Sunday, 22 March 2026

What Data Leaders Must Unlearn to Lead in the Age of AI

The hardest part of leading in the AI era isn’t learning new skills, it is unlearning old assumptions. Many of the beliefs that shaped data leadership over the past decade no longer apply. The pace of change, the complexity of modern estates, and the unpredictability of AI systems demand a different mindset. Leaders must be willing to let go of outdated models of control, certainty, and hierarchy.

One of the first assumptions to unlearn is that governance slows innovation. In reality, governance accelerates innovation by reducing risk, increasing clarity, and enabling responsible experimentation. When governance is embedded rather than imposed, it becomes a catalyst rather than a constraint. Leaders who cling to the old narrative will find themselves outpaced by those who embrace governance as a strategic enabler.

Another assumption to unlearn is that documentation equals understanding. In the AI era, understanding comes from lineage, monitoring, and behavioural metadata, not static documents. Leaders must shift from documenting after the fact to embedding governance into the system itself. This requires investment in tooling, automation, and literacy.

Leaders must also unlearn the idea that AI systems can be trusted without oversight. AI is probabilistic, not deterministic. It requires continuous monitoring, not one‑time validation. The organisations that thrive will be those that treat AI as a dynamic system requiring ongoing governance, not a product that can be finished.

Finally, leaders must unlearn the belief that expertise is static. In the AI era, expertise evolves. The best leaders will be those who remain curious, adaptable, and willing to challenge their own assumptions. Unlearning is not a weakness but a leadership skill.



Friday, 20 March 2026

Navigate AI on Your Data & Analytics Journey to Value - Gartner 2026

The Gartner Data & Analytics Summit (March 9–11, 2026, in Orlando) marked a significant shift from AI experimentation to AI industrialization. My post focuses on how governance is no longer a check-the-box activity but the literal engine for AI ROI.

​Here are some collated highlights that interested me.

1. The Core Keynote: Beyond the Hype to ROI

Analysts Adam Ronthal and Georgia O’Callaghan opened the summit by challenging the move fast and break things mentality. They argued that while AI is accelerating, success belongs to those who find a thoughtful approach to speed and direction.

Gartner emphasized that AI adoption follows an S-curve, a slow start, rapid acceleration, then stabilization. We are currently at the steep upward slope. Organizations that don't integrate governance now will face expensive catch-up efforts that turn AI from an asset into a liability.

Gartner categorized firms into three types: AI-First (aggressive), AI-Opportunistic (fast followers), and AI-Cautious (waiting for stability). They noted that regardless of the path, doing nothing is no longer an option.

2. Data Governance: The Move to Adaptive & Autonomous

A major takeaway was that traditional, manual data governance is dead. It cannot keep up with the volume and velocity of AI-driven data.

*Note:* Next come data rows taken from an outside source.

//! HTTP surface of the slot booking service.
//!
//! Handlers are thin: extract the caller and input, call one core service,
//! map the result. All booking rules live in `slotbook-core`.
//!
//! # Request Flow
//!
//! 1. **Correlation id** assigned and recorded on the request span
//! 2. **Viewer** resolved from the `Authorization` header
//! 3. **Input** parsed from the path, query or JSON body
//! 4. **Service** call on [`AppState`]
//! 5. **Result** rendered as JSON, errors through [`AppError`]
//!
//! # Example
//!
//! ```ignore
//! use slotbook_web::{AppState, router};
//! use std::sync::Arc;
//!
//! let state = AppState::new(Arc::new(slot_store), Arc::new(user_store));
//! let listener = tokio::net::TcpListener::bind("0.0.0.0:8080").await?;
//! axum::serve(listener, router(state)).await?;
//! ```

#![forbid(unsafe_code)]
#![warn(missing_docs, clippy::pedantic)]
#![allow(clippy::module_name_repetitions)]

pub mod error;
pub mod extractors;
pub mod handlers;
pub mod middleware;
pub mod router;
pub mod state;

pub use error::AppError;
pub use extractors::{AuthenticatedUser, CurrentViewer};
pub use handlers::Message;
pub use middleware::{CORRELATION_ID_HEADER, request_tracking_layer};
pub use router::router;
pub use state::AppState;
//! Slot booking server: configuration and process-wide setup.
//!
//! The binary in `main.rs` wires these together with the `PostgreSQL` stores
//! and the HTTP router.

pub mod config;
pub mod metrics;

pub use config::{BootstrapAdmin, Config, ConfigError};
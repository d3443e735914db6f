//! In-memory user and token store.

use slotbook_core::{BookingError, Identity, NewUser, Result, UserId, UserRecord, UserStore};
use std::collections::{BTreeMap, HashMap};
use std::sync::{Arc, Mutex, MutexGuard};

#[derive(Default)]
struct Accounts {
    users: BTreeMap<UserId, UserRecord>,
    tokens: HashMap<String, UserId>,
    next_id: i64,
}

/// In-memory [`UserStore`] for tests. Clones share state.
#[derive(Clone, Default)]
pub struct InMemoryUserStore {
    accounts: Arc<Mutex<Accounts>>,
}

impl InMemoryUserStore {
    /// Create an empty store.
    #[must_use]
    pub fn new() -> Self {
        Self::default()
    }

    #[allow(clippy::unwrap_used)] // Poisoning only follows a panic in another test thread
    fn accounts(&self) -> MutexGuard<'_, Accounts> {
        self.accounts.lock().unwrap()
    }

    /// Number of registered users.
    #[must_use]
    pub fn user_count(&self) -> usize {
        self.accounts().users.len()
    }

    /// Number of issued tokens.
    #[must_use]
    pub fn token_count(&self) -> usize {
        self.accounts().tokens.len()
    }
}

impl UserStore for InMemoryUserStore {
    async fn create_user(&self, user: NewUser) -> Result<UserRecord> {
        let mut accounts = self.accounts();
        if accounts.users.values().any(|existing| existing.username == user.username) {
            return Err(BookingError::Validation("Username already exists".into()));
        }
        accounts.next_id += 1;
        let record = UserRecord {
            id: UserId::new(accounts.next_id),
            username: user.username,
            password_hash: user.password_hash,
            is_staff: user.is_staff,
            is_superuser: user.is_superuser,
        };
        accounts.users.insert(record.id, record.clone());
        Ok(record)
    }

    async fn find_by_username(&self, username: &str) -> Result<Option<UserRecord>> {
        Ok(self
            .accounts()
            .users
            .values()
            .find(|user| user.username == username)
            .cloned())
    }

    async fn get_or_create_token(&self, user_id: UserId, candidate: String) -> Result<String> {
        let mut accounts = self.accounts();
        if !accounts.users.contains_key(&user_id) {
            return Err(BookingError::user_not_found(user_id));
        }
        if let Some((token, _)) = accounts.tokens.iter().find(|(_, owner)| **owner == user_id) {
            return Ok(token.clone());
        }
        accounts.tokens.insert(candidate.clone(), user_id);
        Ok(candidate)
    }

    async fn identity_for_token(&self, token: &str) -> Result<Option<Identity>> {
        let accounts = self.accounts();
        Ok(accounts
            .tokens
            .get(token)
            .and_then(|user_id| accounts.users.get(user_id))
            .map(UserRecord::identity))
    }

    async fn promote_to_admin(&self, user_id: UserId) -> Result<()> {
        let mut accounts = self.accounts();
        let user = accounts
            .users
            .get_mut(&user_id)
            .ok_or_else(|| BookingError::user_not_found(user_id))?;
        user.is_staff = true;
        Ok(())
    }
}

Gartner introduced the concept of Outcome-Based Governance. Instead of governing all data equally, teams should focus on high-value data products that directly impact AI outcomes.

A new AI-Ready Data Framework focuses on three pillars:

   Alignment: Ensuring data semantics and lineage are clear.

   Qualification: Continuous data quality validation for model training.

   Governance: Enforcing policies during the AI lifecycle.

The Rise of Governance Agents: A top 2026 prediction is that D&A leaders will begin using Data Governance Agents to automate the negotiation and orchestration of data pipelines.

3. AI Governance: Bridging the Trust Gap

The summit highlighted a looming crisis where 60% of organizations are predicted to fail at realizing AI value due to poor integration between data and AI governance.

Gartner warned against Registry-First Governance. Simply listing your AI models in a spreadsheet isn't enough. They called for Continuous Code-to-Cloud Visibility, where governance monitors data as it flows through APIs and AI agents in real-time.

A buzzword at the conference was the Unified Context Layer. To govern AI effectively, you need a layer that connects business meaning to raw data. This allows AI agents to act reliably because they understand the why and how, not just the what.

Gartner predicts spending on AI governance platforms will reach $492M in 2026, doubling to $1B by 2030, as companies realize that compliance is a trust dividend rather than a tax.

4. Responsible AI: Ethics as an Operational Metric

Responsible AI (RAI) moved from a philosophical discussion to a technical requirement.

Gartner warned that critical failures in managing synthetic data (used to train models when real data is scarce) are a major risk to AI governance. Without metadata tracking the lineage of synthetic data, models risk hallucination loops.

The keynote suggested that data organizations are being reshaped into fusion teams where humans and AI agents work together. Responsible AI here means defining clear boundaries of AI involvement in decision-making.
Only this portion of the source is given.